» Prompt: Pull out of the data below the stretch of lines bounded by the one containing "let client = RoomsClient::from_config(&config)?;" and the one containing "notify::deliver_best_effort(&client, &config, &report).await;", both bounds included, unchanged.

(Records from a collection)
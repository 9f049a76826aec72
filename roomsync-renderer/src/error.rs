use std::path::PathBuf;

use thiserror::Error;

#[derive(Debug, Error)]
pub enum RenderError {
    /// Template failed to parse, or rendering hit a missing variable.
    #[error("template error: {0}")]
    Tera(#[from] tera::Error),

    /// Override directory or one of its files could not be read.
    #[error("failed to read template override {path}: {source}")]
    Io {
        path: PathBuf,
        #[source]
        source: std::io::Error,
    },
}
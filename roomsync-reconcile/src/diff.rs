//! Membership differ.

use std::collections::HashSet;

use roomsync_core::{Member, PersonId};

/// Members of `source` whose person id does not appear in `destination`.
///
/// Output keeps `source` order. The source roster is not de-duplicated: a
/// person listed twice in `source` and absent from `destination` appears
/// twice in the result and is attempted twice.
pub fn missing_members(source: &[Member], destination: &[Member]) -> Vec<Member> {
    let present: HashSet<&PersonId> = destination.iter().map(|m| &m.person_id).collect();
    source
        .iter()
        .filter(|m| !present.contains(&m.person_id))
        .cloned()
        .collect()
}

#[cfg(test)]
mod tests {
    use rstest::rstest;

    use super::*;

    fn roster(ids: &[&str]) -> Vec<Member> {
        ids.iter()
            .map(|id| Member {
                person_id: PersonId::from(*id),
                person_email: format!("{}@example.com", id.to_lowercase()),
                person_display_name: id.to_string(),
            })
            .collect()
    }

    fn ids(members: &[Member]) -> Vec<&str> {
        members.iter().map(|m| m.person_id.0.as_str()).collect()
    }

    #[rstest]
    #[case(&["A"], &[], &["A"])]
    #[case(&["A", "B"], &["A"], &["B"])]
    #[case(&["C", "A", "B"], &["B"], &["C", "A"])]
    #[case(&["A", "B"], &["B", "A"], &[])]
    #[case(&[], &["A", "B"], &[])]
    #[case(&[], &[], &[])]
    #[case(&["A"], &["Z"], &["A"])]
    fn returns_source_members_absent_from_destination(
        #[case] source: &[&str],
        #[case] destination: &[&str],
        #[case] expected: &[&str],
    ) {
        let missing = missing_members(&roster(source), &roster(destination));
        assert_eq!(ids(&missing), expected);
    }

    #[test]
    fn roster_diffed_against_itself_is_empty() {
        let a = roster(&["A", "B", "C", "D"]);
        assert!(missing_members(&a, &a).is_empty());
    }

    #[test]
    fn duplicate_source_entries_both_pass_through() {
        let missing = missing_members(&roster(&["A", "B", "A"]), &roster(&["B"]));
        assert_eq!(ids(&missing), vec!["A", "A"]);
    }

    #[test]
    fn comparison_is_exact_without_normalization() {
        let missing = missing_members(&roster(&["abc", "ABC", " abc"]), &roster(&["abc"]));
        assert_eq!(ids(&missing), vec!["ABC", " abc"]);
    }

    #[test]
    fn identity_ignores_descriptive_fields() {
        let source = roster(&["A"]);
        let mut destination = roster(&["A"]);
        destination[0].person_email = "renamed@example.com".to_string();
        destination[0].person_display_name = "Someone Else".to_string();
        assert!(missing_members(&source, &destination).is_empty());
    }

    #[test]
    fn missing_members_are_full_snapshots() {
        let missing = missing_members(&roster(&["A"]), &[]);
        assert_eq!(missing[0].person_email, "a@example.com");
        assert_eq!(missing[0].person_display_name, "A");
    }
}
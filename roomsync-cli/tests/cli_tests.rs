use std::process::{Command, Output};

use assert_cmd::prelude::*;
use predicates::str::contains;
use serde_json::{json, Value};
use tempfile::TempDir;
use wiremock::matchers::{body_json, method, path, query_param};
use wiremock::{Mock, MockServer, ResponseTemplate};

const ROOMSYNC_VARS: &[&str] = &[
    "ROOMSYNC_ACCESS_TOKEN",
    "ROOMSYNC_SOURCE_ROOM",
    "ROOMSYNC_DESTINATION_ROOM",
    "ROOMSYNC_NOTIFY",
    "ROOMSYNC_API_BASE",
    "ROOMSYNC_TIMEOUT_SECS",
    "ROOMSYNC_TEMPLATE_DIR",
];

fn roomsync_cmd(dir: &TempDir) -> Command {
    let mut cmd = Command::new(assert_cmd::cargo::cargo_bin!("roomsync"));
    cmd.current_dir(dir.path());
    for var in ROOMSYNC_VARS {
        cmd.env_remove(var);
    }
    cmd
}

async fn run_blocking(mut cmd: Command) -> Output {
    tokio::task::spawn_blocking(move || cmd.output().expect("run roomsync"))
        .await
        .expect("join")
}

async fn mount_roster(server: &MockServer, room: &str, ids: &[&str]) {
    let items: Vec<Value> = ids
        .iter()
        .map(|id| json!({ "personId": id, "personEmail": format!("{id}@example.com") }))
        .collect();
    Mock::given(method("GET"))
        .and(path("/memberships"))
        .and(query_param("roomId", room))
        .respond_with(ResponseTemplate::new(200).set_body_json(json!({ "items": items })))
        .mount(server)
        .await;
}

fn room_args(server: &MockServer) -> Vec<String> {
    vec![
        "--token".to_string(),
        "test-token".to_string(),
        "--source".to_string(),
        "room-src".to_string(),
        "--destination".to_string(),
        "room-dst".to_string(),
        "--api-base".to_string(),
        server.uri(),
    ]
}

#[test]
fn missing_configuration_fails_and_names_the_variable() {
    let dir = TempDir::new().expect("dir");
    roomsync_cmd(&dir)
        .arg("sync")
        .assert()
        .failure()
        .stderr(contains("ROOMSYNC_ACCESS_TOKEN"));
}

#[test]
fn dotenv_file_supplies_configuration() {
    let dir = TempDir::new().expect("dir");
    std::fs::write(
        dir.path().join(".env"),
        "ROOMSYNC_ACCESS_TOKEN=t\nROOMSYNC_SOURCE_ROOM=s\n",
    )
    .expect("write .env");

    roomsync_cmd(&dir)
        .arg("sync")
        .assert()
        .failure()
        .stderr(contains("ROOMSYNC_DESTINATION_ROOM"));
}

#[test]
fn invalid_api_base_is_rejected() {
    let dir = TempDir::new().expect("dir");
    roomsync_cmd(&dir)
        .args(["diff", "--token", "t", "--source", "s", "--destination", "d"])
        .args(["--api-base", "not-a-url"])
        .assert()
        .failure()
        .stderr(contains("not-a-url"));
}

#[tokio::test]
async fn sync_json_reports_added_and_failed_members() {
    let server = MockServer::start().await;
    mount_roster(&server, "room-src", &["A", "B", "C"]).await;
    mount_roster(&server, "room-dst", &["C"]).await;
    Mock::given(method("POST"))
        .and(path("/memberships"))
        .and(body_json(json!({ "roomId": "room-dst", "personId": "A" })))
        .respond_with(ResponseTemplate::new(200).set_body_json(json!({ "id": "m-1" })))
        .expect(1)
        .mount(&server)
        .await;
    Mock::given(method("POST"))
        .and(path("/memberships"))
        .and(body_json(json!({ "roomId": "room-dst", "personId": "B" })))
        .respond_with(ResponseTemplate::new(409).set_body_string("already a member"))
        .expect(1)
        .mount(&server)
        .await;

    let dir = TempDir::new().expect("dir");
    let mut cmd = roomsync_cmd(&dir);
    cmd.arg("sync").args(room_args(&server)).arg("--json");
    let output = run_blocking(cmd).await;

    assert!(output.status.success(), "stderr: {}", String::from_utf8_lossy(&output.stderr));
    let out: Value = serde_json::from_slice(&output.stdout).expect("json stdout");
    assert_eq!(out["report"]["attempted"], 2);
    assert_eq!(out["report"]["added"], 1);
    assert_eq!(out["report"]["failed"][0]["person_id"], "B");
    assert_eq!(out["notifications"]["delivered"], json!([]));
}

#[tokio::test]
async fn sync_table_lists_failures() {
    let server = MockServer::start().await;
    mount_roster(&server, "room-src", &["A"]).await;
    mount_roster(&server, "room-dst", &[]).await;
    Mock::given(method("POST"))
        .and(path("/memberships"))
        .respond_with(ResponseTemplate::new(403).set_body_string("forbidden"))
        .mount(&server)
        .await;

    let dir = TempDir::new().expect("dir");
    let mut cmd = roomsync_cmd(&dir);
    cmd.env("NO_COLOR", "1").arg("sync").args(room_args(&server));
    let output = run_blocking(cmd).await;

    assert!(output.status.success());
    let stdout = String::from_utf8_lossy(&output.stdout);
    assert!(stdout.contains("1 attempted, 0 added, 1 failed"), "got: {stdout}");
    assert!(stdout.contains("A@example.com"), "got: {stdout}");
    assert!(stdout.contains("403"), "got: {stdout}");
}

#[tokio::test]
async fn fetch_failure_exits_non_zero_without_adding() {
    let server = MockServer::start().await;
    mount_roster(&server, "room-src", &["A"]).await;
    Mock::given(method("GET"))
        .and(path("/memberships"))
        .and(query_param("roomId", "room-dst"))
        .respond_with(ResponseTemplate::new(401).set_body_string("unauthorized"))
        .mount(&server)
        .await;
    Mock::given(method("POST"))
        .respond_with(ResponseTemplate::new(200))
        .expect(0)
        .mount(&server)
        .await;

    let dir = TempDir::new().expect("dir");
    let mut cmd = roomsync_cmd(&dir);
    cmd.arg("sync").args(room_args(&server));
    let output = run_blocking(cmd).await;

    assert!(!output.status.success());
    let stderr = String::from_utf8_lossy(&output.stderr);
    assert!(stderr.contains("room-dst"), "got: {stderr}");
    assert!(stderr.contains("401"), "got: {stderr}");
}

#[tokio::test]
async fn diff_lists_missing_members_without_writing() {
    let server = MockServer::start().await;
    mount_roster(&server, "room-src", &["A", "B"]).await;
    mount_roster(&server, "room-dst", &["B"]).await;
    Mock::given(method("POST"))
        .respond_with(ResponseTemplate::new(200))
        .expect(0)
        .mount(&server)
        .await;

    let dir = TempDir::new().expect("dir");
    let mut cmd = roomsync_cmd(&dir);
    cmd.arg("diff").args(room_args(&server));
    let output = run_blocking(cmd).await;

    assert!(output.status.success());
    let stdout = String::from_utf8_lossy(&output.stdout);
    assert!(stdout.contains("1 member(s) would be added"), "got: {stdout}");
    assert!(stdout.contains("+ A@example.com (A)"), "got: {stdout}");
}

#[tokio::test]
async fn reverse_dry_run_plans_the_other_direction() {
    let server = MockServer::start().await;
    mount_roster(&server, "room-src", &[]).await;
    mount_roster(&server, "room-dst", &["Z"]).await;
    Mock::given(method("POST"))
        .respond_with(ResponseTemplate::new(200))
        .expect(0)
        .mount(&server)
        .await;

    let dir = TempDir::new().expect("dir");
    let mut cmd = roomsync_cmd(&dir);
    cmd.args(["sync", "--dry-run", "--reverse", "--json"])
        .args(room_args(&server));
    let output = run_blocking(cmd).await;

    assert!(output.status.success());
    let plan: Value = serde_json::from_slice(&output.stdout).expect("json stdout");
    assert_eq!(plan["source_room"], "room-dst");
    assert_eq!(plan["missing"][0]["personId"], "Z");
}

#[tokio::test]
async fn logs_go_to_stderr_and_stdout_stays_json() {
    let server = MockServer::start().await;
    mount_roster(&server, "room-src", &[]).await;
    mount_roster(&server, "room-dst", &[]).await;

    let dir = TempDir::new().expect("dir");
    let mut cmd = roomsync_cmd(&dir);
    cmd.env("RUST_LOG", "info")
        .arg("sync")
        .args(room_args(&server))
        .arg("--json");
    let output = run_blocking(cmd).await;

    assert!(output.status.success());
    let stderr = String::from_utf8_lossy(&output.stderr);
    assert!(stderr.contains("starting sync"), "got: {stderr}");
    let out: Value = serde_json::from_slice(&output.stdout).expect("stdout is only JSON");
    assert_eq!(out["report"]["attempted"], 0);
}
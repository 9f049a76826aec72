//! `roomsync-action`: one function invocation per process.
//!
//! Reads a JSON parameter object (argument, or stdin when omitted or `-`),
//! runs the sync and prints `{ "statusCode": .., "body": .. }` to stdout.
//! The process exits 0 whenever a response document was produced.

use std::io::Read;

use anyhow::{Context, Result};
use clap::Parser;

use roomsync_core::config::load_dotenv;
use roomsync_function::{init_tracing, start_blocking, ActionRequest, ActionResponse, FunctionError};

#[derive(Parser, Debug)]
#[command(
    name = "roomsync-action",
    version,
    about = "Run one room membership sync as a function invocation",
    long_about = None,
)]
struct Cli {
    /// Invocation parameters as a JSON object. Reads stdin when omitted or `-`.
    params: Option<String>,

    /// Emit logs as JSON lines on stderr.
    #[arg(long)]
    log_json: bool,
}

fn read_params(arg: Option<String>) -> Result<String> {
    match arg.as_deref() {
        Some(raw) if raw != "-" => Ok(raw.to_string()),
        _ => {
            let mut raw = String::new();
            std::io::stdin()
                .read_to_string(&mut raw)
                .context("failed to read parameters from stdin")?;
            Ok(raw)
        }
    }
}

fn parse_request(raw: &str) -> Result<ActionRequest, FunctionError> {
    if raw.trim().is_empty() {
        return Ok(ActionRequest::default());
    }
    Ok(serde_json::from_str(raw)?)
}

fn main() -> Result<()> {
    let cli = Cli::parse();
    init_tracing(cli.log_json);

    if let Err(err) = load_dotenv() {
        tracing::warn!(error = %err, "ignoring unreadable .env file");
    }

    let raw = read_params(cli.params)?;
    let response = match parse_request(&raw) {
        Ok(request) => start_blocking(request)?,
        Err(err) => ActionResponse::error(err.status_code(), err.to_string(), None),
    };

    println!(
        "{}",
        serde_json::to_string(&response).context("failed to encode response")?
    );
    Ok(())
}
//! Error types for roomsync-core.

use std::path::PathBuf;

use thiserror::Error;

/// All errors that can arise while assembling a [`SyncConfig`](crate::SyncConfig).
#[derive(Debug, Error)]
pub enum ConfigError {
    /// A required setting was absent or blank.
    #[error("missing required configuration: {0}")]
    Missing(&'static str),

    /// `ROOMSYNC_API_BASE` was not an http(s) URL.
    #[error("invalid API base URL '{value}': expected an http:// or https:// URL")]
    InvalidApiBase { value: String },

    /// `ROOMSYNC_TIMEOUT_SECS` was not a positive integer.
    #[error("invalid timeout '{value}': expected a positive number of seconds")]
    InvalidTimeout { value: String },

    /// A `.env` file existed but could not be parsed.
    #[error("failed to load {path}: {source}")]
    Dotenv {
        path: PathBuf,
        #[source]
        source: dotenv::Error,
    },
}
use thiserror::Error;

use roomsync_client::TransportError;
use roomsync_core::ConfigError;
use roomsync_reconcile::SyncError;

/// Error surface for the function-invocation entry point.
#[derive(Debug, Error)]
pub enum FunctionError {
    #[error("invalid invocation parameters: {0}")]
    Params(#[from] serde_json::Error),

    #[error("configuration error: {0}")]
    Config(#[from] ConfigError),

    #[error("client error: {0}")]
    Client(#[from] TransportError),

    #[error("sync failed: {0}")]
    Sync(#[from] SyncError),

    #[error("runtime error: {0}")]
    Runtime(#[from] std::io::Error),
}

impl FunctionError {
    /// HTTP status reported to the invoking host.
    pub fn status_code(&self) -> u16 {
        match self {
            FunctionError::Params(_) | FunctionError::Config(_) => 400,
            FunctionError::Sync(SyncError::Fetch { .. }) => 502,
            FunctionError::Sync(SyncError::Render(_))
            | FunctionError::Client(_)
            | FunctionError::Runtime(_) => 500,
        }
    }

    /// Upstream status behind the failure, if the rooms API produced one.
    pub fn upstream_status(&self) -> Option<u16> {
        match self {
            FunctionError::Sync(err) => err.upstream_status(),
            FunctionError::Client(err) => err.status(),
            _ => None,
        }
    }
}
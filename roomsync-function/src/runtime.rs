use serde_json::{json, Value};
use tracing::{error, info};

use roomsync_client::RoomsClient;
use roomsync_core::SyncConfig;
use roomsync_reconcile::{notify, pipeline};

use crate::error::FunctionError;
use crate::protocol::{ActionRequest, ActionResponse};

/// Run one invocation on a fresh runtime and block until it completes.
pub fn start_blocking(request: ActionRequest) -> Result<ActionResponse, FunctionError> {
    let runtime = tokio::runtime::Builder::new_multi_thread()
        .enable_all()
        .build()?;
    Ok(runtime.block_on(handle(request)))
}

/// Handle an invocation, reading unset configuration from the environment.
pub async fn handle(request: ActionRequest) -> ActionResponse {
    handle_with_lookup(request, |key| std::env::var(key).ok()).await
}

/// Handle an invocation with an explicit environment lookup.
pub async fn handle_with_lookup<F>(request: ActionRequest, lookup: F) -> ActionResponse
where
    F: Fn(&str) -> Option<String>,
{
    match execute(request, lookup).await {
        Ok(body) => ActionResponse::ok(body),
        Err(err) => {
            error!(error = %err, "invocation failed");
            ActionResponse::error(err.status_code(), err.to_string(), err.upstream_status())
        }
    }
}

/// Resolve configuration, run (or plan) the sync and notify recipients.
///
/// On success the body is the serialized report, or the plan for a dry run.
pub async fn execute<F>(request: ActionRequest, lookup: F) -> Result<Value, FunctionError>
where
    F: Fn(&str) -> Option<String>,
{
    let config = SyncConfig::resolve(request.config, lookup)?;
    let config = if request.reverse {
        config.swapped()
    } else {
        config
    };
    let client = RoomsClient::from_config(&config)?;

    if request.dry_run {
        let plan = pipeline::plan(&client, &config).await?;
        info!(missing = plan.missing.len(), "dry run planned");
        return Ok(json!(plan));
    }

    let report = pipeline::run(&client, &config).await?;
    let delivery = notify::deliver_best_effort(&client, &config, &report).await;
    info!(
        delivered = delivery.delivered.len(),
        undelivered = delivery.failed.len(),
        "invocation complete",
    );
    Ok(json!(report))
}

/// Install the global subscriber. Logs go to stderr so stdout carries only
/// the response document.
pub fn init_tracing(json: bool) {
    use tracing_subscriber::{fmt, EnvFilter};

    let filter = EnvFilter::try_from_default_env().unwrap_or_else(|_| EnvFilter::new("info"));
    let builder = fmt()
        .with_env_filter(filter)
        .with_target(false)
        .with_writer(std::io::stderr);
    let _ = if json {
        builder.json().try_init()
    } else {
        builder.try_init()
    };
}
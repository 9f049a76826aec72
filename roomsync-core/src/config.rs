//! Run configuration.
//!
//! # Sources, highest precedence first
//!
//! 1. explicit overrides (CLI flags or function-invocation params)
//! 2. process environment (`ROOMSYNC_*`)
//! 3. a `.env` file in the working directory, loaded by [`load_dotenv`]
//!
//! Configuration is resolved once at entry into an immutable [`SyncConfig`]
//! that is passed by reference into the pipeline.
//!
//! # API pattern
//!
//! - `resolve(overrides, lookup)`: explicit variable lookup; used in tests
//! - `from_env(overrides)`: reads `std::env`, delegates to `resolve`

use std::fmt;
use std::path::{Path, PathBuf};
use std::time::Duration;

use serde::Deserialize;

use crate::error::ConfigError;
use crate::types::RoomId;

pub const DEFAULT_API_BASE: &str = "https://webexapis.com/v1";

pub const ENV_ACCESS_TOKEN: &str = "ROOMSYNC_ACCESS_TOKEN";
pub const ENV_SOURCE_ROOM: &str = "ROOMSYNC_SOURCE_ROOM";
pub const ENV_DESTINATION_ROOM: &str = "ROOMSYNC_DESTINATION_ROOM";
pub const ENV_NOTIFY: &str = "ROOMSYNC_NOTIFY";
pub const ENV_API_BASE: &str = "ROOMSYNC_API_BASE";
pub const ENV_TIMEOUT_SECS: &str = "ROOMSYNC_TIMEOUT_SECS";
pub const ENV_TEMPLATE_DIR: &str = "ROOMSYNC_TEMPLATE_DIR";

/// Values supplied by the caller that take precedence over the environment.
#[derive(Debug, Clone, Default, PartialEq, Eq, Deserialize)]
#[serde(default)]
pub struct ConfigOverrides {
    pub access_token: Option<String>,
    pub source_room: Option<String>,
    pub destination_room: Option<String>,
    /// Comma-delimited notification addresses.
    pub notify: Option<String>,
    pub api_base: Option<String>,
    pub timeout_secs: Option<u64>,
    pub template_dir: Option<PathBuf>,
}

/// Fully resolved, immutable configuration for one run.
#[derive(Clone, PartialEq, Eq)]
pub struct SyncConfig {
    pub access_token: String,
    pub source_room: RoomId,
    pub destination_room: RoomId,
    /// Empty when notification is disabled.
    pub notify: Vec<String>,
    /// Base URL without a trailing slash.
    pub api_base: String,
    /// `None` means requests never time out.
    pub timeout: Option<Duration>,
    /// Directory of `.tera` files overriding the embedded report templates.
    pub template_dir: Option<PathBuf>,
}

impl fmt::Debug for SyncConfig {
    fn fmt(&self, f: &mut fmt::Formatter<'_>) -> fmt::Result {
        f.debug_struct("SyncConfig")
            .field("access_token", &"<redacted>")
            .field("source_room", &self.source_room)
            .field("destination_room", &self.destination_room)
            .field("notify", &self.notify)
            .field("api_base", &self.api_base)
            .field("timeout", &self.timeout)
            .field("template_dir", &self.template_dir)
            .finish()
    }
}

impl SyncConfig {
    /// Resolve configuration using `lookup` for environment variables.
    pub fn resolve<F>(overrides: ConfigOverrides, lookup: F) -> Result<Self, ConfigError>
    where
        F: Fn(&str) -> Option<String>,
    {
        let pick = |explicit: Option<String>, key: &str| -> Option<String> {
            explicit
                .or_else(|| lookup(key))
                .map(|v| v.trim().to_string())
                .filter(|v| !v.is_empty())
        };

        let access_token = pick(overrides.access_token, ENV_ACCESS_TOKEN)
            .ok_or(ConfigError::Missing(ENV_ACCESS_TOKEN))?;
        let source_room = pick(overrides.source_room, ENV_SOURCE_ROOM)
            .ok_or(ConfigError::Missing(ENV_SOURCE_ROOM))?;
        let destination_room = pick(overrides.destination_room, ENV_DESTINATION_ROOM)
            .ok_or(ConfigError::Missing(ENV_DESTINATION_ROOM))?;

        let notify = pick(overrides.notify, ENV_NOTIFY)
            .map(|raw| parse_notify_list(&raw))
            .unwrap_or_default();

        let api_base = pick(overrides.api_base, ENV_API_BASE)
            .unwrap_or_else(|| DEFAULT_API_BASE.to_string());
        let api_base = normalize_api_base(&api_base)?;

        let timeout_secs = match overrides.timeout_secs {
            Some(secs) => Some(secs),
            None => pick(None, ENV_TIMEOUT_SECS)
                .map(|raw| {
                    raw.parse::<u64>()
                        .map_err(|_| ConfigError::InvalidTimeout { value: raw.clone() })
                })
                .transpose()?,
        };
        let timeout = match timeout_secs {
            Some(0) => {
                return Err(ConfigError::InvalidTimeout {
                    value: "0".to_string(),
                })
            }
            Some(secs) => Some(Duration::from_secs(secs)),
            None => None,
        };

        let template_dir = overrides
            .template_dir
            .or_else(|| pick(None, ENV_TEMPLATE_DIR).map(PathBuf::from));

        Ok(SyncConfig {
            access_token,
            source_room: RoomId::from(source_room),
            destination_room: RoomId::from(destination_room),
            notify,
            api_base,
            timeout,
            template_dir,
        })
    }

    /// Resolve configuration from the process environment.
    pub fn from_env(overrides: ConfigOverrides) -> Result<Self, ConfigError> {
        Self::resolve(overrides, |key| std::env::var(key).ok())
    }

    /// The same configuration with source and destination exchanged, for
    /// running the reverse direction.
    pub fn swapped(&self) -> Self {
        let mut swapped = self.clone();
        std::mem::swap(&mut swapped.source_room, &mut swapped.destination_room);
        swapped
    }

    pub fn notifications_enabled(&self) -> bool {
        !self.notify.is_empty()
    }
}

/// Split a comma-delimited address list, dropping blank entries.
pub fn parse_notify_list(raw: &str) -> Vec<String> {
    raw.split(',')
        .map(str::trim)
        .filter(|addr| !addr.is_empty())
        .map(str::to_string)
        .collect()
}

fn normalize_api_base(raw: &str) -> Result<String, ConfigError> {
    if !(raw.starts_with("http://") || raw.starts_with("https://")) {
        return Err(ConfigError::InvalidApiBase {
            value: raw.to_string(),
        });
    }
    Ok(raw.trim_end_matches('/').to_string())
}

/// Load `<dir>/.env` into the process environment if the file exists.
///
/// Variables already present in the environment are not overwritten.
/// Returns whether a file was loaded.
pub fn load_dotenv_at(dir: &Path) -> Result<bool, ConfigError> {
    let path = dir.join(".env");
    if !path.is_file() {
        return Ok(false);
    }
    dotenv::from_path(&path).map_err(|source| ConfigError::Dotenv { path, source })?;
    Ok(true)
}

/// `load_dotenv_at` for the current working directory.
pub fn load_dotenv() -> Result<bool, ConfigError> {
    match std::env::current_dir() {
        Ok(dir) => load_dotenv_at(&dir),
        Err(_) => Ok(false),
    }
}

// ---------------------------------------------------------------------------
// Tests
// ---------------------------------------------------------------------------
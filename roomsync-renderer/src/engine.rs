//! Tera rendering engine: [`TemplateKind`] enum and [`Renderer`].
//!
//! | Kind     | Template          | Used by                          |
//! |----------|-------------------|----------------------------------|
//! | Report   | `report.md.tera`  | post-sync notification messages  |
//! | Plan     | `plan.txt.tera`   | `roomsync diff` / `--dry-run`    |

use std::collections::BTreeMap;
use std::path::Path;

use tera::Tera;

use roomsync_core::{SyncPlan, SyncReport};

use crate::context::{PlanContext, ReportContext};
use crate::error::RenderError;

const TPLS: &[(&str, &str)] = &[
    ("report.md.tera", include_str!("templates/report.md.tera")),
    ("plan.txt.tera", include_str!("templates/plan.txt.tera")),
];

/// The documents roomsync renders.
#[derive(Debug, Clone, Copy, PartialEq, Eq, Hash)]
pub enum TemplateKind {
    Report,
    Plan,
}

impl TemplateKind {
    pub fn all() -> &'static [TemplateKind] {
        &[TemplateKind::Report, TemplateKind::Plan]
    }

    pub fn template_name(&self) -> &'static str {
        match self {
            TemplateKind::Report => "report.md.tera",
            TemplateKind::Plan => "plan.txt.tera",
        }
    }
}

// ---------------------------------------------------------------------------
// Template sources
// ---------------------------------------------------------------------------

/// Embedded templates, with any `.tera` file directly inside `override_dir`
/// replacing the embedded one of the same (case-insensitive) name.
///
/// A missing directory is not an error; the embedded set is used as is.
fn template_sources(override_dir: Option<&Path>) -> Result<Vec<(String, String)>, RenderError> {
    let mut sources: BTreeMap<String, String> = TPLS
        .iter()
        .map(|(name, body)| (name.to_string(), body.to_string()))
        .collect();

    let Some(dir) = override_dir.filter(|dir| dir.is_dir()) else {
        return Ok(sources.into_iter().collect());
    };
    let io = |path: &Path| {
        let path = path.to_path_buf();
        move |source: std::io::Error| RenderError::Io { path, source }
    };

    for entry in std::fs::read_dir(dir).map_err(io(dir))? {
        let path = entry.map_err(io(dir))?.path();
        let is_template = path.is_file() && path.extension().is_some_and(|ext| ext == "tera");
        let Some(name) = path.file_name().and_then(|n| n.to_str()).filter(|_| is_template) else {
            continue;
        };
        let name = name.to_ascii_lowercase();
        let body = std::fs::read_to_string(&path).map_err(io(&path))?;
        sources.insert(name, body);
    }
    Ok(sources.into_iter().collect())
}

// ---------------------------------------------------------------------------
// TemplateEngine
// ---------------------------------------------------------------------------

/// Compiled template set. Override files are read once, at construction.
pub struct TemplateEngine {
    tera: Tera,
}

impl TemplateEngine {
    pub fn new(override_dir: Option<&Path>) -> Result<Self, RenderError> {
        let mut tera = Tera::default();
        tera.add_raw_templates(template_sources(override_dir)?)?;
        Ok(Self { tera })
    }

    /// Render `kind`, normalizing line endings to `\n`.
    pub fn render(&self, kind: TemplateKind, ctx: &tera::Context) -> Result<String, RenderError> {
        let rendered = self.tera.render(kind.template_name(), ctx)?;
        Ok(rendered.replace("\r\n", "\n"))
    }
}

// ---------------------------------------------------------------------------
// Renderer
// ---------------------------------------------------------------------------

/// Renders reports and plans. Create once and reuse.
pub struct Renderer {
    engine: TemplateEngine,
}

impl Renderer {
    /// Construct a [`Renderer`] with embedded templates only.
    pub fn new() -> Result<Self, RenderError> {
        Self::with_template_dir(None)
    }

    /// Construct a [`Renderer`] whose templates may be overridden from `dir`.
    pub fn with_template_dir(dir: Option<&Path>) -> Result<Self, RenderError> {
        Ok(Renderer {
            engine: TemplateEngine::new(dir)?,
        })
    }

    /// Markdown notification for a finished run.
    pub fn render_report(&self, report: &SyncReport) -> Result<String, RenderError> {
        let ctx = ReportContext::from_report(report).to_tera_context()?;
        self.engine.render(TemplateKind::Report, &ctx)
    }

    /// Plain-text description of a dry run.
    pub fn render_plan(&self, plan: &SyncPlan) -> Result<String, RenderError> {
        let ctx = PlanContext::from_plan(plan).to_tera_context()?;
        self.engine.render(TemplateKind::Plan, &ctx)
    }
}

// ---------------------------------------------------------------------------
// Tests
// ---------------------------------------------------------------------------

» Result:
    let client = RoomsClient::from_config(&config)?;

    if request.dry_run {
        let plan = pipeline::plan(&client, &config).await?;
        info!(missing = plan.missing.len(), "dry run planned");
        return Ok(json!(plan));
    }

    let report = pipeline::run(&client, &config).await?;
    let delivery = notify::deliver_best_effort(&client, &config, &report).await;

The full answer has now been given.